API Reference
API: Errors & Rate Limits
Beacon uses conventional HTTP status codes to indicate success or failure. This page covers every status code the API returns, the error response format, rate limiting headers, and best practices for resilient integrations.
HTTP status codes
| Code | Name | Description |
|---|---|---|
200 |
OK | The request succeeded. Returned for GET and PATCH requests. |
201 |
Created | A new resource was created successfully. Returned for POST requests. |
401 |
Unauthorized | The request is missing an API token or the token is invalid/revoked. |
403 |
Forbidden | The token is valid but does not have permission for this action. This can happen if you try to access a resource in a different workspace. |
404 |
Not Found | The requested resource does not exist. Check the ID or slug in the URL. |
422 |
Unprocessable Entity | The request body contains invalid data. The response includes field-level error messages. |
429 |
Too Many Requests | Rate limit exceeded. Wait and retry after the period indicated in the Retry-After header. |
500 |
Internal Server Error | Something went wrong on our end. If this persists, contact support. |
Error response format
All error responses (4xx and 5xx) follow a consistent JSON structure:
{
"message": "The given data was invalid.",
"errors": {
"title": [
"The title field is required."
],
"impact": [
"The selected impact is invalid."
]
}
}| Field | Type | Description |
|---|---|---|
message |
string | A human-readable summary of the error. Always present. |
errors |
object | An object mapping field names to arrays of error messages. Present on 422 responses. May be absent on other error codes. |
Error examples
401 Unauthorized (missing or invalid token):
{
"message": "Unauthenticated."
}404 Not Found:
{
"message": "No query results for model [StatusPage]."
}422 Validation error:
{
"message": "The given data was invalid.",
"errors": {
"status": [
"The selected status is invalid. Valid values: operational, degraded, degraded_performance, partial_outage, major_outage, maintenance, unknown."
]
}
}Rate limiting
Beacon enforces rate limits to ensure platform stability. Limits are applied at two scopes:
| Scope | Limit | Window |
|---|---|---|
| Per workspace (by token) | 120 requests | 1 minute |
| Per IP address | 60 requests | 1 minute |
Rate limit headers
Every API response includes headers that indicate your current rate limit status:
| Header | Description |
|---|---|
X-RateLimit-Limit |
The maximum number of requests allowed in the current window. |
X-RateLimit-Remaining |
The number of requests remaining before the limit is reached. |
Retry-After |
The number of seconds to wait before retrying. Only present on 429 responses. |
Example response headers:
HTTP/1.1 200 OK
X-RateLimit-Limit: 120
X-RateLimit-Remaining: 117
Content-Type: application/jsonHandling 429 Too Many Requests
When you exceed the rate limit, Beacon returns a 429 response:
HTTP/1.1 429 Too Many Requests
Retry-After: 23
Content-Type: application/json
{
"message": "Too Many Requests"
}Your code should:
- Read the
Retry-Afterheader to find out how long to wait. - Pause for that many seconds before retrying the request.

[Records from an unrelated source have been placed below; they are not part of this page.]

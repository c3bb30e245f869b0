use rusqlite::Connection;

use crate::db::queries;
use crate::models::{BreakdownItem, Quote, SearchCriteria, SearchFilters, SearchResult, Vehicle};
use crate::services::availability;
use crate::services::pricing::{self, IntervalError};

pub const DEFAULT_IMAGE: &str = "/images/no-car.png";

#[derive(Debug, thiserror::Error)]
pub enum SearchError {
    #[error("missing required fields: {}", .0.join(", "))]
    MissingFields(Vec<&'static str>),

    #[error(transparent)]
    Interval(#[from] IntervalError),

    #[error("seats must be a positive number")]
    InvalidSeats,

    #[error(transparent)]
    Storage(#[from] anyhow::Error),
}

fn required<'a>(
    value: &'a Option<String>,
    name: &'static str,
    missing: &mut Vec<&'static str>,
) -> &'a str {
    match value.as_deref().map(str::trim) {
        Some(v) if !v.is_empty() => v,
        _ => {
            missing.push(name);
            ""
        }
    }
}

/// Prices every vehicle that is free for the requested period, in vehicle id order.
pub fn search(conn: &Connection, criteria: &SearchCriteria) -> Result<Vec<SearchResult>, SearchError> {
    let mut missing = vec![];
    let pickup_date = required(&criteria.pickup_date, "pickupDate", &mut missing);
    let dropoff_date = required(&criteria.dropoff_date, "dropoffDate", &mut missing);
    let pickup_time = required(&criteria.pickup_time, "pickupTime", &mut missing);
    let dropoff_time = required(&criteria.dropoff_time, "dropoffTime", &mut missing);
    required(&criteria.pickup_location, "pickupLocation", &mut missing);
    required(&criteria.dropoff_location, "dropoffLocation", &mut missing);
    if !missing.is_empty() {
        return Err(SearchError::MissingFields(missing));
    }

    if matches!(criteria.seats, Some(seats) if seats <= 0) {
        return Err(SearchError::InvalidSeats);
    }

    let (pickup, dropoff) =
        pricing::rental_interval(pickup_date, pickup_time, dropoff_date, dropoff_time)?;

    let filters = SearchFilters {
        seats: criteria.seats,
        category_id: criteria.category_id,
    };
    let vehicles = availability::find_available(conn, &pickup, &dropoff, &filters)?;

    tracing::debug!(
        candidates = vehicles.len(),
        %pickup,
        %dropoff,
        "search candidates loaded"
    );

    let mut results = Vec::with_capacity(vehicles.len());
    for vehicle in vehicles {
        let table = queries::get_pricing_table(conn, &vehicle)?;
        let quote = pricing::price_range(&table, &pickup, &dropoff)?;
        results.push(to_result(vehicle, quote));
    }
    Ok(results)
}

fn to_result(vehicle: Vehicle, quote: Quote) -> SearchResult {
    let image = vehicle
        .image_url
        .as_deref()
        .map(str::trim)
        .filter(|url| !url.is_empty())
        .unwrap_or(DEFAULT_IMAGE)
        .to_string();

    let breakdown = quote
        .breakdown
        .iter()
        .map(|day| BreakdownItem {
            date: day.date.format("%Y-%m-%d").to_string(),
            price: pricing::cents_to_amount(day.price_cents),
            source: day.source.as_str(),
        })
        .collect();

    SearchResult {
        id: vehicle.id,
        make: vehicle.make,
        model: vehicle.model,
        category: vehicle.category,
        seats: vehicle.seats,
        fuel_type: vehicle.fuel_type,
        transmission: vehicle.transmission,
        image,
        price_per_day: pricing::price_per_day(quote.total_cents, quote.days),
        total_price: pricing::cents_to_amount(quote.total_cents),
        days: quote.days,
        discount: 0.0,
        breakdown,
    }
}

#[cfg(test)]
mod tests {
    use super::*;
    use crate::db;
    use crate::models::{CalendarPrice, VehicleStatus};
    use chrono::NaiveDate;

    fn setup() -> Connection {
        let conn = db::init_db(":memory:").unwrap();
        for id in [2, 1] {
            queries::insert_vehicle(
                &conn,
                &Vehicle {
                    id,
                    make: "Seat".to_string(),
                    model: format!("Ibiza {id}"),
                    seats: 5,
                    fuel_type: "diesel".to_string(),
                    transmission: "manual".to_string(),
                    category_id: None,
                    category: None,
                    image_url: if id == 1 { Some("  ".to_string()) } else { Some("/img/2.jpg".to_string()) },
                    daily_price_cents: 5000,
                    available: true,
                    status: VehicleStatus::Available,
                },
            )
            .unwrap();
        }
        conn
    }

    fn criteria(dropoff_time: &str) -> SearchCriteria {
        SearchCriteria {
            pickup_date: Some("2025-06-01".to_string()),
            dropoff_date: Some("2025-06-03".to_string()),
            pickup_time: Some("10:00".to_string()),
            dropoff_time: Some(dropoff_time.to_string()),
            pickup_location: Some("Airport".to_string()),
            dropoff_location: Some("Airport".to_string()),
            ..Default::default()
        }
    }

    #[test]
    fn test_results_are_ordered_and_priced() {
        let conn = setup();
        let results = search(&conn, &criteria("10:00")).unwrap();
        assert_eq!(results.iter().map(|r| r.id).collect::<Vec<_>>(), vec![1, 2]);
        assert_eq!(results[0].days, 2);
        assert_eq!(results[0].total_price, 100.0);
        assert_eq!(results[0].price_per_day, 50.0);
        assert_eq!(results[0].image, DEFAULT_IMAGE);
        assert_eq!(results[1].image, "/img/2.jpg");
    }

    #[test]
    fn test_calendar_override_in_breakdown() {
        let conn = setup();
        queries::upsert_calendar_price(
            &conn,
            &CalendarPrice {
                vehicle_id: 1,
                date: NaiveDate::from_ymd_opt(2025, 6, 2).unwrap(),
                price_cents: 8000,
            },
        )
        .unwrap();

        let results = search(&conn, &criteria("10:00")).unwrap();
        let car = &results[0];
        assert_eq!(car.total_price, 130.0);
        assert_eq!(car.price_per_day, 65.0);
        assert_eq!(car.breakdown[0].source, "base");
        assert_eq!(car.breakdown[1].source, "calendar");
        assert_eq!(car.breakdown[1].date, "2025-06-02");
    }

    #[test]
    fn test_missing_fields_are_listed() {
        let conn = setup();
        let mut c = criteria("10:00");
        c.pickup_location = None;
        c.dropoff_time = Some(" ".to_string());
        let err = search(&conn, &c).unwrap_err();
        match err {
            SearchError::MissingFields(fields) => {
                assert_eq!(fields, vec!["dropoffTime", "pickupLocation"]);
            }
            other => panic!("unexpected error: {other}"),
        }
    }

    #[test]
    fn test_inverted_interval_is_rejected() {
        let conn = setup();
        let mut c = criteria("10:00");
        c.dropoff_date = Some("2025-06-01".to_string());
        assert!(matches!(
            search(&conn, &c),
            Err(SearchError::Interval(IntervalError::DropoffNotAfterPickup))
        ));
    }
}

- Do not retry in a tight loop -- this will extend the rate limit window.
Best practices
Exponential backoff
For transient errors (429, 500, 502, 503, 504), implement exponential backoff with jitter:
// Pseudocode: exponential backoff
max_retries = 5
base_delay = 1 // seconds
for attempt in 1..max_retries:
response = make_request()
if response.status == 429:
wait = response.headers["Retry-After"]
elif response.status >= 500:
wait = base_delay * (2 ** attempt) + random(0, 1)
else:
break
sleep(wait)Idempotency
PATCH requests are naturally idempotent -- sending the same update twice produces the same result. POST requests (creating incidents and updates) are not idempotent by default.
To avoid creating duplicate resources when retrying after network errors:
- Check whether the resource was actually created before retrying a failed POST (the server may have processed it even if you did not receive the response).
- Use unique titles or external identifiers to detect duplicates.
- For incident updates, check the incident timeline to see if your update was already posted.
General error handling
- Always check the HTTP status code before parsing the response body.
- Log the full error response (message and errors object) for debugging.
- Do not retry 401, 403, or 422 errors -- these indicate a problem with the request itself, not a transient failure.
- Monitor your
X-RateLimit-Remainingheader to proactively throttle requests before hitting the limit.